DATA ▸
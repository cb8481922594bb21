//! Process-wide serializer registry.
//!
//! Maps a class alias string to the strategy used to read/write objects
//! of that class: a custom [`Externalizer`], a reflection-default
//! [`FieldLayout`], or the fully dynamic fallback. Registration swaps in
//! a new immutable snapshot under a write lock; resolution clones the
//! current snapshot under a read lock and searches without further
//! locking, so readers never observe a half-applied registration.
//!
//! Resolution order for an alias: custom serializer, then registered
//! default layout, then a default layout synthesized through the
//! pluggable [`FieldSource`] capability, then [`Serializer::Dynamic`].
//! Duplicate-alias conflicts are reported at registration time, not
//! deferred to first use.

use crate::error::{CodecError, Result};
use crate::remap::FieldLayout;
use crate::value::ObjectValue;
use crate::{Reader, Writer};
use parking_lot::RwLock;
use rustc_hash::FxHashMap;
use std::any::TypeId;
use std::collections::hash_map::Entry;
use std::fmt;
use std::sync::{Arc, OnceLock};

/// Custom per-class serializer SPI. An externalizable class owns its
/// entire wire payload; the codec only frames it with the trait.
pub trait Externalizer: Send + Sync {
    /// Write the payload of `obj` through the writer's primitives.
    fn write_object(&self, writer: &mut Writer, obj: &ObjectValue) -> Result<()>;

    /// Read the payload back into `obj` through the reader's primitives.
    fn read_object(&self, reader: &mut Reader<'_>, obj: &mut ObjectValue) -> Result<()>;
}

/// Member-enumeration capability for the reflection-default path:
/// answers "the ordered public field list of the native type bound to
/// alias A", or `None` when no native type is associated with the alias.
pub trait FieldSource: Send + Sync {
    fn describe_fields(&self, alias: &str) -> Option<Vec<String>>;
}

/// Per-class serialization strategy.
#[derive(Clone)]
pub enum Serializer {
    /// Positional declared-field list.
    Default(Arc<FieldLayout>),
    /// The class supplies its own read/write.
    Custom(Arc<dyn Externalizer>),
    /// Unknown alias: generic property bag built from whatever the wire
    /// carries.
    Dynamic,
}

impl Serializer {
    /// Whether two bindings for one alias are interchangeable. Default
    /// layouts compare by field list, custom serializers by identity.
    fn same_binding(&self, other: &Serializer) -> bool {
        match (self, other) {
            (Serializer::Default(a), Serializer::Default(b)) => {
                a.fields() == b.fields() && a.is_strict() == b.is_strict()
            }
            (Serializer::Custom(a), Serializer::Custom(b)) => Arc::ptr_eq(a, b),
            (Serializer::Dynamic, Serializer::Dynamic) => true,
            _ => false,
        }
    }
}

impl fmt::Debug for Serializer {
    fn fmt(&self, f: &mut fmt::Formatter<'_>) -> fmt::Result {
        match self {
            Serializer::Default(layout) => f.debug_tuple("Default").field(layout).finish(),
            Serializer::Custom(_) => f.write_str("Custom(..)"),
            Serializer::Dynamic => f.write_str("Dynamic"),
        }
    }
}

/// One declarative alias binding, as produced by a startup scan of type
/// metadata or written out by hand.
pub struct ClassDescriptor {
    pub alias: String,
    pub serializer: Serializer,
    /// Native type the alias is bound to, when there is one.
    pub native_type: Option<TypeId>,
}

impl ClassDescriptor {
    pub fn new(alias: impl Into<String>, serializer: Serializer) -> Self {
        ClassDescriptor {
            alias: alias.into(),
            serializer,
            native_type: None,
        }
    }

    /// Bind the alias to native type `T` as well, so
    /// [`SerializerRegistry::alias_for`] can answer for it.
    pub fn for_type<T: 'static>(alias: impl Into<String>, serializer: Serializer) -> Self {
        ClassDescriptor {
            alias: alias.into(),
            serializer,
            native_type: Some(TypeId::of::<T>()),
        }
    }
}

#[derive(Default)]
struct Snapshot {
    by_alias: FxHashMap<Arc<str>, Serializer>,
    by_type: FxHashMap<TypeId, Arc<str>>,
    field_source: Option<Arc<dyn FieldSource>>,
}

impl Snapshot {
    fn duplicate(&self) -> Snapshot {
        Snapshot {
            by_alias: self.by_alias.clone(),
            by_type: self.by_type.clone(),
            field_source: self.field_source.clone(),
        }
    }
}

/// Alias → serializer registry. One process-wide instance is available
/// through [`SerializerRegistry::global`]; Writers and Readers can also
/// be constructed against a private instance.
pub struct SerializerRegistry {
    snapshot: RwLock<Arc<Snapshot>>,
}

impl SerializerRegistry {
    pub fn new() -> Self {
        SerializerRegistry {
            snapshot: RwLock::new(Arc::new(Snapshot::default())),
        }
    }

    /// The process-wide registry.
    pub fn global() -> Arc<SerializerRegistry> {
        static GLOBAL: OnceLock<Arc<SerializerRegistry>> = OnceLock::new();
        GLOBAL
            .get_or_init(|| Arc::new(SerializerRegistry::new()))
            .clone()
    }

    /// Register a serializer for an alias. Re-registering an equal
    /// binding is a no-op; a conflicting binding is an error.
    pub fn register(&self, alias: impl Into<String>, serializer: Serializer) -> Result<()> {
        self.install([ClassDescriptor::new(alias, serializer)])
    }

    /// Register a serializer for an alias bound to native type `T`.
    pub fn register_type<T: 'static>(
        &self,
        alias: impl Into<String>,
        serializer: Serializer,
    ) -> Result<()> {
        self.install([ClassDescriptor::for_type::<T>(alias, serializer)])
    }

    /// Apply a batch of descriptors under one registration lock, swapping
    /// in a single new snapshot. Fails on the first conflict without
    /// publishing anything.
    pub fn install(&self, descriptors: impl IntoIterator<Item = ClassDescriptor>) -> Result<()> {
        let mut guard = self.snapshot.write();
        let mut next = guard.duplicate();
        for desc in descriptors {
            let alias: Arc<str> = Arc::from(desc.alias.as_str());
            match next.by_alias.entry(alias.clone()) {
                Entry::Occupied(entry) => {
                    if !entry.get().same_binding(&desc.serializer) {
                        return Err(CodecError::DuplicateAlias(desc.alias));
                    }
                }
                Entry::Vacant(entry) => {
                    entry.insert(desc.serializer);
                }
            }
            if let Some(type_id) = desc.native_type {
                match next.by_type.entry(type_id) {
                    Entry::Occupied(entry) => {
                        if entry.get() != &alias {
                            return Err(CodecError::DuplicateAlias(desc.alias));
                        }
                    }
                    Entry::Vacant(entry) => {
                        entry.insert(alias);
                    }
                }
            }
        }
        *guard = Arc::new(next);
        Ok(())
    }

    /// Install the member-enumeration capability used to synthesize
    /// default layouts for aliases with no explicit registration.
    pub fn set_field_source(&self, source: Arc<dyn FieldSource>) {
        let mut guard = self.snapshot.write();
        let mut next = guard.duplicate();
        next.field_source = Some(source);
        *guard = Arc::new(next);
    }

    /// Resolve the serializer for an alias. Never fails: an unknown alias
    /// resolves to the dynamic fallback.
    pub fn resolve(&self, alias: &str) -> Serializer {
        let snap = self.snapshot.read().clone();
        if let Some(serializer) = snap.by_alias.get(alias) {
            return serializer.clone();
        }
        if let Some(source) = &snap.field_source {
            if let Some(fields) = source.describe_fields(alias) {
                let layout =
                    FieldLayout::new(fields.iter().map(|f| Arc::from(f.as_str())).collect());
                let serializer = Serializer::Default(layout);
                // Cache the synthesized layout so later resolves skip the
                // field source. A concurrent equal insert keeps the first.
                let mut guard = self.snapshot.write();
                if !guard.by_alias.contains_key(alias) {
                    let mut next = guard.duplicate();
                    next.by_alias.insert(Arc::from(alias), serializer.clone());
                    *guard = Arc::new(next);
                }
                return serializer;
            }
        }
        Serializer::Dynamic
    }

    /// Alias bound to native type `T`, if registered.
    pub fn alias_for<T: 'static>(&self) -> Option<Arc<str>> {
        self.snapshot.read().by_type.get(&TypeId::of::<T>()).cloned()
    }
}

impl Default for SerializerRegistry {
    fn default() -> Self {
        Self::new()
    }
}

// =============================================================================
// Tests
// =============================================================================

#[cfg(test)]
mod tests {
    use super::*;

    struct FixedFields(Vec<(&'static str, Vec<&'static str>)>);

    impl FieldSource for FixedFields {
        fn describe_fields(&self, alias: &str) -> Option<Vec<String>> {
            self.0
                .iter()
                .find(|(a, _)| *a == alias)
                .map(|(_, fields)| fields.iter().map(|f| f.to_string()).collect())
        }
    }

    fn layout(fields: &[&str]) -> Arc<FieldLayout> {
        FieldLayout::new(fields.iter().map(|f| Arc::from(*f)).collect())
    }

    #[test]
    fn test_register_and_resolve() {
        let registry = SerializerRegistry::new();
        registry
            .register("app.Point", Serializer::Default(layout(&["x", "y"])))
            .unwrap();

        match registry.resolve("app.Point") {
            Serializer::Default(l) => {
                assert_eq!(l.fields().len(), 2);
                assert_eq!(l.fields()[0].as_ref(), "x");
            }
            other => panic!("expected Default, got {:?}", other),
        }
    }

    #[test]
    fn test_unknown_alias_is_dynamic() {
        let registry = SerializerRegistry::new();
        assert!(matches!(registry.resolve("nope"), Serializer::Dynamic));
    }

    #[test]
    fn test_duplicate_alias_conflict() {
        let registry = SerializerRegistry::new();
        registry
            .register("app.Point", Serializer::Default(layout(&["x", "y"])))
            .unwrap();

        // Equal binding: idempotent
        registry
            .register("app.Point", Serializer::Default(layout(&["x", "y"])))
            .unwrap();

        // Conflicting binding: registration-time error
        assert!(matches!(
            registry.register("app.Point", Serializer::Default(layout(&["x"]))),
            Err(CodecError::DuplicateAlias(_))
        ));
    }

    #[test]
    fn test_field_source_synthesis_and_caching() {
        let registry = SerializerRegistry::new();
        registry.set_field_source(Arc::new(FixedFields(vec![(
            "app.Size",
            vec!["w", "h"],
        )])));

        let first = match registry.resolve("app.Size") {
            Serializer::Default(l) => l,
            other => panic!("expected Default, got {:?}", other),
        };
        assert_eq!(first.fields()[1].as_ref(), "h");

        // Second resolve hits the cached registration
        let second = match registry.resolve("app.Size") {
            Serializer::Default(l) => l,
            other => panic!("expected Default, got {:?}", other),
        };
        assert!(Arc::ptr_eq(&first, &second));

        // Aliases the source does not know stay dynamic
        assert!(matches!(registry.resolve("app.Other"), Serializer::Dynamic));
    }

    #[test]
    fn test_type_alias_binding() {
        struct NativePoint;

        let registry = SerializerRegistry::new();
        registry
            .register_type::<NativePoint>("app.Point", Serializer::Default(layout(&["x", "y"])))
            .unwrap();

        assert_eq!(
            registry.alias_for::<NativePoint>().as_deref(),
            Some("app.Point")
        );
        assert_eq!(registry.alias_for::<String>(), None);
    }

    #[test]
    fn test_install_batch_is_atomic() {
        let registry = SerializerRegistry::new();
        registry
            .register("app.Keep", Serializer::Default(layout(&["a"])))
            .unwrap();

        let result = registry.install([
            ClassDescriptor::new("app.New", Serializer::Dynamic),
            // Conflicts with the existing binding
            ClassDescriptor::new("app.Keep", Serializer::Default(layout(&["b"]))),
        ]);
        assert!(matches!(result, Err(CodecError::DuplicateAlias(_))));

        // Nothing from the failed batch was published
        assert!(matches!(registry.resolve("app.New"), Serializer::Dynamic));
        match registry.resolve("app.Keep") {
            Serializer::Default(l) => assert_eq!(l.fields()[0].as_ref(), "a"),
            other => panic!("expected Default, got {:?}", other),
        }
    }
}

WHAT YOU SHOULD DO ▸
Through the line that holds "are interchangeable. Default", repeat the material above exactly, starting at its first line.

EXERCISE RESULT ▸
repository cb8481922594bb21
//! Process-wide serializer registry.
//!
//! Maps a class alias string to the strategy used to read/write objects
//! of that class: a custom [`Externalizer`], a reflection-default
//! [`FieldLayout`], or the fully dynamic fallback. Registration swaps in
//! a new immutable snapshot under a write lock; resolution clones the
//! current snapshot under a read lock and searches without further
//! locking, so readers never observe a half-applied registration.
//!
//! Resolution order for an alias: custom serializer, then registered
//! default layout, then a default layout synthesized through the
//! pluggable [`FieldSource`] capability, then [`Serializer::Dynamic`].
//! Duplicate-alias conflicts are reported at registration time, not
//! deferred to first use.

use crate::error::{CodecError, Result};
use crate::remap::FieldLayout;
use crate::value::ObjectValue;
use crate::{Reader, Writer};
use parking_lot::RwLock;
use rustc_hash::FxHashMap;
use std::any::TypeId;
use std::collections::hash_map::Entry;
use std::fmt;
use std::sync::{Arc, OnceLock};

/// Custom per-class serializer SPI. An externalizable class owns its
/// entire wire payload; the codec only frames it with the trait.
pub trait Externalizer: Send + Sync {
    /// Write the payload of `obj` through the writer's primitives.
    fn write_object(&self, writer: &mut Writer, obj: &ObjectValue) -> Result<()>;

    /// Read the payload back into `obj` through the reader's primitives.
    fn read_object(&self, reader: &mut Reader<'_>, obj: &mut ObjectValue) -> Result<()>;
}

/// Member-enumeration capability for the reflection-default path:
/// answers "the ordered public field list of the native type bound to
/// alias A", or `None` when no native type is associated with the alias.
pub trait FieldSource: Send + Sync {
    fn describe_fields(&self, alias: &str) -> Option<Vec<String>>;
}

/// Per-class serialization strategy.
#[derive(Clone)]
pub enum Serializer {
    /// Positional declared-field list.
    Default(Arc<FieldLayout>),
    /// The class supplies its own read/write.
    Custom(Arc<dyn Externalizer>),
    /// Unknown alias: generic property bag built from whatever the wire
    /// carries.
    Dynamic,
}

impl Serializer {
    /// Whether two bindings for one alias are interchangeable. Default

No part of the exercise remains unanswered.